CreativeQ hat gesagt.:


> @JStein52 Danke nach der Hilfe hab ich in diesem Forum gesucht.


Sicher? das ist weder ein Compiler noch überhaupt ein richtiges Programm, das ist einfach nur ein Skript welches den ganz normalen Compiler aufruft, sodass man "umwandeln Hugo.java" statt "javac Hugo.java" schreiben kann...


----------



## JStein52 (18. Mai 2017)

mrBrown hat gesagt.:


> das ist weder ein Compiler noch überhaupt ein richtiges Programm


Sorry dass ich auf die Schnelle nicht dazu kam einen Java-Compiler zu schreiben


----------



## JStein52 (18. Mai 2017)

mrBrown hat gesagt.:


> das ist einfach nur ein Skript welches den ganz normalen Compiler aufruft


Er wollte etwas das es ungefähr so macht wie z.B. Eclipse.  Dort wird auch "nur" der ganz normale Compiler aufgerufen.


----------



## Harry Kane (18. Mai 2017)

JStein52 hat gesagt.:


> Dort wird auch "nur" der ganz normale Compiler aufgerufen.

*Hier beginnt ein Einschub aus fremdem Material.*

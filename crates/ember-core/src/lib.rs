//! # Ember Core
//!
//! Resilient JSON-RPC client runtime for Solana RPC providers such as Helius.
//!
//! This crate provides:
//!
//! - **[`upstream`]**: endpoint registry with per-kind primaries, weighted endpoint
//!   selection, a single-attempt executor, a health monitor driving failover and
//!   recovery, and a failover client retrying across endpoints.
//!
//! - **[`batch`]**: a batch coalescer that dedupes identical calls, drains them by
//!   priority into JSON-RPC batches behind a token bucket, and retries failed batches
//!   with backoff.
//!
//! - **[`runtime`]**: a builder and lifecycle object wiring everything from
//!   [`config::AppConfig`].
//!
//! - **[`metrics`]**: Prometheus metrics through the `metrics` facade.
//!
//! ## Architecture
//!
//! ```text
//! ┌──────────────────────────────────────────────────────────────────┐
//! │                           EmberRuntime                           │
//! │  ┌────────────────┐  ┌────────────────┐  ┌────────────────────┐  │
//! │  │ FailoverClient │  │ BatchCoalescer │  │   HealthMonitor    │  │
//! │  └───────┬────────┘  └───────┬────────┘  └─────────┬──────────┘  │
//! │          │                   │ TokenBucket         │ probes      │
//! │          ▼                   ▼                     ▼             │
//! │  ┌────────────────────────────────────────────────────────────┐  │
//! │  │      EndpointRegistry (health, stats, primary per kind)    │  │
//! │  └─────────────────────────────┬──────────────────────────────┘  │
//! │                                ▼                                 │
//! │                    RpcTransport (HttpClient)                     │
//! └──────────────────────────────────────────────────────────────────┘
//! ```

pub mod batch;
pub mod config;
pub mod metrics;
pub mod runtime;
pub mod types;
pub mod upstream;
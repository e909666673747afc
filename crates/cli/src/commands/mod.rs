pub mod config;
pub mod rpc;
pub mod utils;

pub use config::{handle_config_command, ConfigCommands};
pub use rpc::{run_batch, run_call, run_status, BatchArgs, CallArgs};
use rand::Rng;
use std::{cmp::Ordering, collections::HashSet, sync::Arc};

use crate::{
    types::TransportKind,
    upstream::endpoint::{Endpoint, HealthStatus},
};

/// Number of top-ranked candidates that take part in the weighted draw.
pub const SELECTION_POOL_SIZE: usize = 3;

/// Options controlling [`select`].
#[derive(Debug, Clone)]
pub struct SelectOptions {
    /// Endpoint ids that must not be returned.
    pub exclude_ids: HashSet<String>,
    /// Only consider healthy endpoints of the requested kind.
    pub require_healthy: bool,
    /// Rank staked endpoints ahead of everything else.
    pub prefer_staked: bool,
    /// When no endpoint of the requested kind qualifies, fall back to any healthy
    /// endpoint regardless of kind.
    pub allow_cross_kind_fallback: bool,
}

impl Default for SelectOptions {
    fn default() -> Self {
        Self {
            exclude_ids: HashSet::new(),
            require_healthy: true,
            prefer_staked: false,
            allow_cross_kind_fallback: true,
        }
    }
}

impl SelectOptions {
    #[must_use]
    pub fn exclude(mut self, id: impl Into<String>) -> Self {
        self.exclude_ids.insert(id.into());
        self
    }

    #[must_use]
    pub fn prefer_staked(mut self, prefer: bool) -> Self {
        self.prefer_staked = prefer;
        self
    }

    #[must_use]
    pub fn require_healthy(mut self, require: bool) -> Self {
        self.require_healthy = require;
        self
    }

    #[must_use]
    pub fn without_cross_kind_fallback(mut self) -> Self {
        self.allow_cross_kind_fallback = false;
        self
    }
}

/// Borrowed view of one registered endpoint used during selection.
#[derive(Debug, Clone, Copy)]
pub struct Candidate<'a> {
    pub endpoint: &'a Arc<Endpoint>,
    pub health: &'a HealthStatus,
}

/// Picks one endpoint for `kind`.
///
/// 1. Keep endpoints of `kind` that are not excluded (and healthy if required).
/// 2. If none remain, fall back to any healthy, non-excluded endpoint of any kind.
/// 3. Rank by staked first (when preferred), priority descending, then latency
///    ascending with unknown latency last.
/// 4. Draw from the top [`SELECTION_POOL_SIZE`] proportionally to weight.
pub fn select<R: Rng + ?Sized>(
    candidates: &[Candidate<'_>],
    kind: TransportKind,
    options: &SelectOptions,
    rng: &mut R,
) -> Option<Arc<Endpoint>> {
    let not_excluded = |c: &&Candidate<'_>| !options.exclude_ids.contains(&c.endpoint.id);

    let mut pool: Vec<Candidate<'_>> = candidates
        .iter()
        .filter(|c| c.endpoint.transport_kind == kind)
        .filter(not_excluded)
        .filter(|c| !options.require_healthy || c.health.healthy)
        .copied()
        .collect();

    if pool.is_empty() && options.allow_cross_kind_fallback {
        pool = candidates.iter().filter(not_excluded).filter(|c| c.health.healthy).copied().collect();
        if !pool.is_empty() {
            tracing::debug!(kind = %kind, candidates = pool.len(), "falling back to endpoints of other kinds");
        }
    }

    if pool.is_empty() {
        return None;
    }

    pool.sort_by(|a, b| rank(a, b, options.prefer_staked));
    pool.truncate(SELECTION_POOL_SIZE);

    let chosen = weighted_pick(&pool, rng);
    tracing::trace!(kind = %kind, endpoint = %chosen.endpoint.id, pool = pool.len(), "selected endpoint");
    Some(Arc::clone(chosen.endpoint))
}

fn rank(a: &Candidate<'_>, b: &Candidate<'_>, prefer_staked: bool) -> Ordering {
    let staked = if prefer_staked {
        b.endpoint.staked.cmp(&a.endpoint.staked)
    } else {
        Ordering::Equal
    };
    staked
        .then_with(|| b.endpoint.priority.cmp(&a.endpoint.priority))
        .then_with(|| match (a.health.latency_ms, b.health.latency_ms) {
            (Some(x), Some(y)) => x.cmp(&y),
            (Some(_), None) => Ordering::Less,
            (None, Some(_)) => Ordering::Greater,
            (None, None) => Ordering::Equal,
        })
}

fn weighted_pick<'p, 'a, R: Rng + ?Sized>(
    pool: &'p [Candidate<'a>],
    rng: &mut R,
) -> &'p Candidate<'a> {
    let first = &pool[0];
    if pool.len() == 1 {
        return first;
    }

    let total: f64 = pool.iter().map(|c| f64::from(c.endpoint.weight)).sum();
    if total <= 0.0 {
        return first;
    }

    let mut remaining = rng.random_range(0.0..total);
    for candidate in pool {
        remaining -= f64::from(candidate.endpoint.weight);
        if remaining <= 0.0 {
            return candidate;
        }
    }
    first
}
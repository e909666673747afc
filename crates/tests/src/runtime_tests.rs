//! Integration tests for the runtime over real HTTP against mock endpoints.
//!
//! These tests verify the runtime's behavioral contracts:
//! - Every request path reaches the upstream with the endpoint's API key
//! - Background health probing starts and stops with the runtime
//! - Shutdown is idempotent and rejects later requests
//!
//! Tests use `tokio::time::timeout` to prevent hanging on failures.

use crate::mock_infrastructure::{
    config_with, endpoint_settings, runtime_with, Reply, RpcMockBuilder, ScriptedTransport,
};
use ember_core::{
    batch::{BatchRequest, QueueBatchOptions},
    metrics::MetricsCollector,
    runtime::EmberRuntime,
    types::TransportKind,
    upstream::{EndpointConfig, RequestOptions, RpcTransport, UpstreamError},
};
use serde_json::json;
use std::sync::Arc;
use tokio::time::{timeout, Duration};

#[tokio::test]
async fn test_execute_request_sends_api_key() {
    let mut mock = RpcMockBuilder::new().await;
    mock.mock_method_with_api_key("getSlot", "secret-key", &json!(301_000_000u64));

    let mut endpoint = endpoint_settings("helius", &mock.url(), 10);
    endpoint.api_key = Some("secret-key".to_string());
    let runtime = runtime_with(config_with(vec![endpoint]), None);

    let slot = runtime.execute_request("getSlot", None, RequestOptions::default()).await.unwrap();
    assert_eq!(slot, json!(301_000_000u64));

    let status = runtime.get_endpoint_status("helius").unwrap();
    assert_eq!(status.stats.successes, 1);
    assert!(status.is_primary);

    runtime.shutdown().await;
}

#[tokio::test]
async fn test_missing_api_key_is_not_matched() {
    let mut mock = RpcMockBuilder::new().await;
    mock.mock_method_with_api_key("getSlot", "secret-key", &json!(1));

    let runtime = runtime_with(config_with(vec![endpoint_settings("helius", &mock.url(), 10)]), None);

    // mockito answers unmatched requests with 501.
    let result = runtime.execute_request("getSlot", None, RequestOptions::default().retries(0)).await;
    assert!(matches!(result, Err(UpstreamError::HttpError(501, _))), "got {result:?}");

    runtime.shutdown().await;
}

#[tokio::test]
async fn test_queue_batch_sends_one_wire_batch() {
    let mut mock = RpcMockBuilder::new().await;
    mock.mock_batch(
        "getBlockTime",
        &[(1, json!(1_700_000_000)), (2, json!(1_700_000_001)), (3, json!(1_700_000_002))],
        1,
    );

    let runtime = runtime_with(config_with(vec![endpoint_settings("helius", &mock.url(), 10)]), None);

    let requests =
        (0..3).map(|i| BatchRequest::new("getBlockTime", Some(json!([300_000_000 + i])))).collect();
    let results = runtime.queue_batch(requests, QueueBatchOptions::default()).await.unwrap();

    let values: Vec<_> = results.into_iter().map(Result::unwrap).collect();
    assert_eq!(values, vec![json!(1_700_000_000), json!(1_700_000_001), json!(1_700_000_002)]);
    assert_eq!(runtime.get_batcher_stats().batches_dispatched, 1);
    assert_eq!(runtime.get_endpoint_status("helius").unwrap().stats.successes, 1);

    mock.assert_all();
    runtime.shutdown().await;
}

#[tokio::test]
async fn test_queue_batch_stop_on_error_surfaces_first_failure() {
    let mut mock = RpcMockBuilder::new().await;
    mock.mock_rpc_error("getTransaction", -32009, "Transaction version (0) is not supported");

    // A whole-batch error object is a wire failure; keep retries below the failover
    // threshold so the endpoint stays selectable.
    let mut config = config_with(vec![endpoint_settings("helius", &mock.url(), 10)]);
    config.batch.max_retries = 1;
    let runtime = runtime_with(config, None);

    let requests = vec![
        BatchRequest::new("getTransaction", Some(json!(["sig-a"]))),
        BatchRequest::new("getTransaction", Some(json!(["sig-b"]))),
    ];
    let result = runtime
        .queue_batch(requests, QueueBatchOptions { stop_on_error: true, timeout: None })
        .await;
    assert!(matches!(result, Err(UpstreamError::RpcError(-32009, _))), "got {result:?}");

    runtime.shutdown().await;
}

#[tokio::test]
async fn test_execute_immediate_bypasses_queue() {
    let mut mock = RpcMockBuilder::new().await;
    mock.mock_method_expect("getLatestBlockhash", &json!({"value": {"blockhash": "abc"}}), 1);

    let runtime = runtime_with(config_with(vec![endpoint_settings("helius", &mock.url(), 10)]), None);

    let result = runtime.execute_immediate("getLatestBlockhash", None).await.unwrap();
    assert_eq!(result["value"]["blockhash"], json!("abc"));

    let stats = runtime.get_batcher_stats();
    assert_eq!(stats.immediate, 1);
    assert_eq!(stats.queued, 0);

    mock.assert_all();
    runtime.shutdown().await;
}

#[tokio::test]
async fn test_health_loop_runs_until_shutdown() {
    let transport = Arc::new(ScriptedTransport::new());
    transport.set_reply("probe.test", Reply::Result(json!(250_000_000u64)));

    let runtime = EmberRuntime::builder()
        .with_config(config_with(vec![endpoint_settings("probe", "http://probe.test", 10)]))
        .with_transport(transport.clone())
        .with_metrics_collector(Arc::new(MetricsCollector::detached()))
        .enable_health_monitor()
        .build()
        .unwrap();
    assert!(runtime.has_health_task());

    // The first cycle runs as soon as the loop starts.
    timeout(Duration::from_secs(2), async {
        while runtime.get_health_stats().cycles == 0 {
            tokio::time::sleep(Duration::from_millis(10)).await;
        }
    })
    .await
    .expect("health loop did not run");
    assert!(transport.calls_to("probe.test") >= 1);

    let mut shutdown_rx = runtime.shutdown_receiver();
    runtime.shutdown().await;
    assert!(!runtime.has_health_task());
    assert!(timeout(Duration::from_secs(1), shutdown_rx.recv()).await.is_ok());

    let probes = transport.calls_to("probe.test");
    tokio::time::sleep(Duration::from_millis(50)).await;
    assert_eq!(transport.calls_to("probe.test"), probes);
}

#[tokio::test]
async fn test_dynamic_endpoints_and_shutdown() {
    let transport = Arc::new(ScriptedTransport::new());
    let shared: Arc<dyn RpcTransport> = transport.clone();
    let runtime =
        runtime_with(config_with(vec![endpoint_settings("first", "http://first.test", 10)]), Some(shared));

    runtime
        .register_endpoint(
            "das",
            EndpointConfig::new("http://das.test", TransportKind::Das).with_priority(10),
        )
        .unwrap();
    let result = runtime
        .execute_request("getAsset", Some(json!({"id": "asset"})), RequestOptions::default().kind(TransportKind::Das))
        .await
        .unwrap();
    assert_eq!(result["echo"], json!("getAsset"));
    assert_eq!(transport.calls_to("das.test"), 1);

    assert!(runtime.unregister_endpoint("das"));
    assert!(runtime.get_endpoint_status("das").is_none());
    assert_eq!(runtime.registry().primary(TransportKind::Das), None);

    runtime.shutdown().await;
    runtime.shutdown().await;
    assert!(runtime.is_shutdown());

    let rejected = runtime.execute_request("getSlot", None, RequestOptions::default()).await;
    assert_eq!(rejected.unwrap_err(), UpstreamError::Shutdown);
    assert!(matches!(
        runtime.queue_request("getSlot", None, Default::default()),
        Err(UpstreamError::Shutdown)
    ));
}
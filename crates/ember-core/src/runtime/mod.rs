//! Ember runtime initialization and lifecycle management.
//!
//! The runtime owns one endpoint registry and wires the failover client, the batch
//! coalescer and the health monitor around it. Nothing is process-global: two runtimes
//! in one process share no state.
//!
//! # Example
//!
//! ```no_run
//! use ember_core::{config::AppConfig, runtime::EmberRuntime, upstream::RequestOptions};
//!
//! #[tokio::main]
//! async fn main() -> Result<(), Box<dyn std::error::Error>> {
//!     let config = AppConfig::load()?;
//!
//!     let runtime = EmberRuntime::builder()
//!         .with_config(config)
//!         .enable_health_monitor()
//!         .build()?;
//!
//!     let slot = runtime.execute_request("getSlot", None, RequestOptions::default()).await?;
//!     println!("slot: {slot}");
//!
//!     runtime.shutdown().await;
//!     Ok(())
//! }
//! ```

pub mod builder;
pub mod components;
pub mod lifecycle;

pub use builder::{EmberRuntimeBuilder, RuntimeError};
pub use components::EmberComponents;
pub use lifecycle::EmberRuntime;
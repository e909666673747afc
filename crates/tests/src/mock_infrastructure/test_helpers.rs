//! Test Helper Functions and Utilities
//!
//! Endpoint and configuration fixtures shared by the integration tests.

use ember_core::{
    config::{AppConfig, BatchSettings, EndpointSettings},
    metrics::MetricsCollector,
    runtime::EmberRuntime,
    types::TransportKind,
    upstream::{EndpointConfig, RpcTransport},
};
use std::sync::Arc;

/// Endpoint entry for the `endpoints` config section.
#[must_use]
pub fn endpoint_settings(id: &str, url: &str, priority: i32) -> EndpointSettings {
    EndpointSettings {
        id: id.to_string(),
        url: url.to_string(),
        api_key: None,
        transport_kind: TransportKind::Standard,
        weight: 1,
        rate_limit: 0,
        priority,
        staked: false,
        region: String::new(),
    }
}

/// Registration parameters for a standard endpoint with a fixed priority and weight.
#[must_use]
pub fn endpoint_config(url: &str, priority: i32, weight: u32) -> EndpointConfig {
    EndpointConfig::new(url, TransportKind::Standard).with_priority(priority).with_weight(weight)
}

/// Batch settings tuned for tests: short delays and an effectively unlimited rate.
#[must_use]
pub fn fast_batch_settings() -> BatchSettings {
    BatchSettings {
        batch_delay_ms: 5,
        backoff_ms: vec![5, 10],
        rate_per_second: 100_000.0,
        bucket_capacity: 100_000,
        ..BatchSettings::default()
    }
}

#[must_use]
pub fn config_with(endpoints: Vec<EndpointSettings>) -> AppConfig {
    let mut config = AppConfig { endpoints, batch: fast_batch_settings(), ..AppConfig::default() };
    config.failover.retry_delay_ms = 5;
    config.metrics.enabled = false;
    config
}

/// Builds a runtime without the background health loop.
///
/// # Panics
///
/// Panics if the runtime cannot be built.
#[must_use]
pub fn runtime_with(config: AppConfig, transport: Option<Arc<dyn RpcTransport>>) -> EmberRuntime {
    let mut builder = EmberRuntime::builder()
        .with_config(config)
        .with_metrics_collector(Arc::new(MetricsCollector::detached()));
    if let Some(transport) = transport {
        builder = builder.with_transport(transport);
    }
    builder.build().expect("Failed to build runtime")
}
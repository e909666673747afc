use async_trait::async_trait;
use bytes::Bytes;
use reqwest::{Client, ClientBuilder, StatusCode};
use std::{sync::Arc, time::Duration};
use tokio::sync::{OwnedSemaphorePermit, Semaphore};

use crate::upstream::{errors::UpstreamError, transport::RpcTransport};

/// Longest error body kept in an [`UpstreamError::HttpError`].
const MAX_ERROR_BODY: usize = 256;

/// Configuration for HTTP client concurrency and connection behavior.
#[derive(Debug, Clone)]
pub struct HttpClientConfig {
    /// Maximum number of concurrent HTTP requests allowed
    pub concurrent_limit: usize,
    /// How long a request may wait for a concurrency permit
    pub permit_timeout_ms: u64,
    /// TCP connect timeout
    pub connect_timeout_ms: u64,
}

impl Default for HttpClientConfig {
    fn default() -> Self {
        Self { concurrent_limit: 512, permit_timeout_ms: 500, connect_timeout_ms: 5000 }
    }
}

/// HTTP transport with semaphore-based concurrency control.
///
/// Connections are pooled and kept alive across requests. Each call to
/// [`RpcTransport::post`] performs a single attempt.
pub struct HttpClient {
    client: Client,
    concurrent_limit: Arc<Semaphore>,
    config: HttpClientConfig,
}

/// RAII guard ensuring semaphore permits are always released.
struct PermitGuard {
    _permit: OwnedSemaphorePermit,
    semaphore: Arc<Semaphore>,
}

impl PermitGuard {
    fn new(permit: OwnedSemaphorePermit, semaphore: Arc<Semaphore>) -> Self {
        Self { _permit: permit, semaphore }
    }
}

impl Drop for PermitGuard {
    fn drop(&mut self) {
        tracing::trace!(
            available_permits = self.semaphore.available_permits(),
            "permit guard dropped"
        );
    }
}

impl HttpClient {
    /// Creates a new HTTP client with default configuration.
    ///
    /// # Errors
    ///
    /// Returns an error if the underlying reqwest client fails to build.
    pub fn new() -> Result<Self, UpstreamError> {
        Self::with_config(HttpClientConfig::default())
    }

    /// Creates a new HTTP client with the provided configuration.
    ///
    /// # Errors
    ///
    /// Returns an error if the underlying reqwest client fails to build.
    pub fn with_config(config: HttpClientConfig) -> Result<Self, UpstreamError> {
        let client = ClientBuilder::new()
            .pool_idle_timeout(Duration::from_secs(30))
            .pool_max_idle_per_host(64)
            .connect_timeout(Duration::from_millis(config.connect_timeout_ms))
            .use_rustls_tls()
            .redirect(reqwest::redirect::Policy::none())
            .user_agent(concat!("ember/", env!("CARGO_PKG_VERSION")))
            .tcp_keepalive(Duration::from_secs(30))
            .tcp_nodelay(true)
            .build()
            .map_err(|e| {
                tracing::error!(error = %e, "failed to build http client");
                UpstreamError::ConnectionFailed(format!("HTTP client build failed: {e}"))
            })?;

        Ok(Self {
            client,
            concurrent_limit: Arc::new(Semaphore::new(config.concurrent_limit.max(1))),
            config,
        })
    }

    /// Sanitizes network errors so endpoint URLs and API keys never leak into messages.
    fn sanitize_network_error(error: &reqwest::Error) -> String {
        if error.is_connect() {
            "connection refused or unreachable".to_string()
        } else if error.is_timeout() {
            "connection timed out".to_string()
        } else if error.is_request() {
            "request failed".to_string()
        } else if error.is_body() {
            "response body error".to_string()
        } else if error.is_redirect() {
            "unexpected redirect".to_string()
        } else {
            "network error".to_string()
        }
    }

    fn truncate_body(raw: String) -> String {
        if raw.len() <= MAX_ERROR_BODY {
            return raw;
        }
        let mut cut = MAX_ERROR_BODY;
        while !raw.is_char_boundary(cut) {
            cut -= 1;
        }
        format!("{}... (truncated)", &raw[..cut])
    }

    #[must_use]
    pub fn available_permits(&self) -> usize {
        self.concurrent_limit.available_permits()
    }

    async fn acquire_permit(&self) -> Result<PermitGuard, UpstreamError> {
        let permit = tokio::time::timeout(
            Duration::from_millis(self.config.permit_timeout_ms),
            Arc::clone(&self.concurrent_limit).acquire_owned(),
        )
        .await
        .map_err(|_| {
            tracing::warn!(
                available_permits = self.concurrent_limit.available_permits(),
                "http client semaphore acquisition timeout"
            );
            UpstreamError::Timeout
        })?
        .map_err(|_| UpstreamError::ConnectionFailed("http client closed".to_string()))?;

        Ok(PermitGuard::new(permit, Arc::clone(&self.concurrent_limit)))
    }
}

#[async_trait]
impl RpcTransport for HttpClient {
    async fn post(&self, url: &str, body: Bytes, timeout: Duration) -> Result<Bytes, UpstreamError> {
        let _guard = self.acquire_permit().await?;

        let response = self
            .client
            .post(url)
            .header("content-type", "application/json")
            .body(body)
            .timeout(timeout)
            .send()
            .await
            .map_err(|e| {
                if e.is_timeout() {
                    UpstreamError::Timeout
                } else {
                    UpstreamError::ConnectionFailed(Self::sanitize_network_error(&e))
                }
            })?;

        let status = response.status();
        if status == StatusCode::TOO_MANY_REQUESTS {
            tracing::debug!("upstream returned 429");
            return Err(UpstreamError::RateLimited);
        }
        if !status.is_success() {
            let raw_text = response.text().await.unwrap_or_default();
            tracing::trace!(status = status.as_u16(), "http request failed");
            return Err(UpstreamError::HttpError(status.as_u16(), Self::truncate_body(raw_text)));
        }

        response.bytes().await.map_err(|e| {
            if e.is_timeout() {
                UpstreamError::Timeout
            } else {
                UpstreamError::ConnectionFailed(Self::sanitize_network_error(&e))
            }
        })
    }
}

Jetzt stellt sich nur noch die Frage, wer denn die bat-Datei aufruft, bzw. was durch den Ersatz von "javac Hugo.java" in "umwandeln Hugo.java" denn gewonnen wurde.


----------



## JStein52 (18. Mai 2017)

Was soll ich denn noch alles schreiben damit ihr merkt dass dies reiner Sarkasmus war. Warum um Gottes willen sollte man denn einen Java-Compiler entwickeln wollen ?


----------



## mrBrown (18. Mai 2017)

JStein52 hat gesagt.:


> Was soll ich denn noch alles schreiben damit ihr merkt dass dies reiner Sarkasmus war.


Das verstand man schon als Sarkasmus, sonst wäre ich nicht auf das ernst gemeinte "Danke" darauf eingegangen...



JStein52 hat gesagt.:


> Warum um Gottes willen sollte man denn einen Java-Compiler entwickeln wollen ?


Was spricht dagegen es zu tun?  Der Eclipse-Compiler ist zB ein anderer als javac...


----------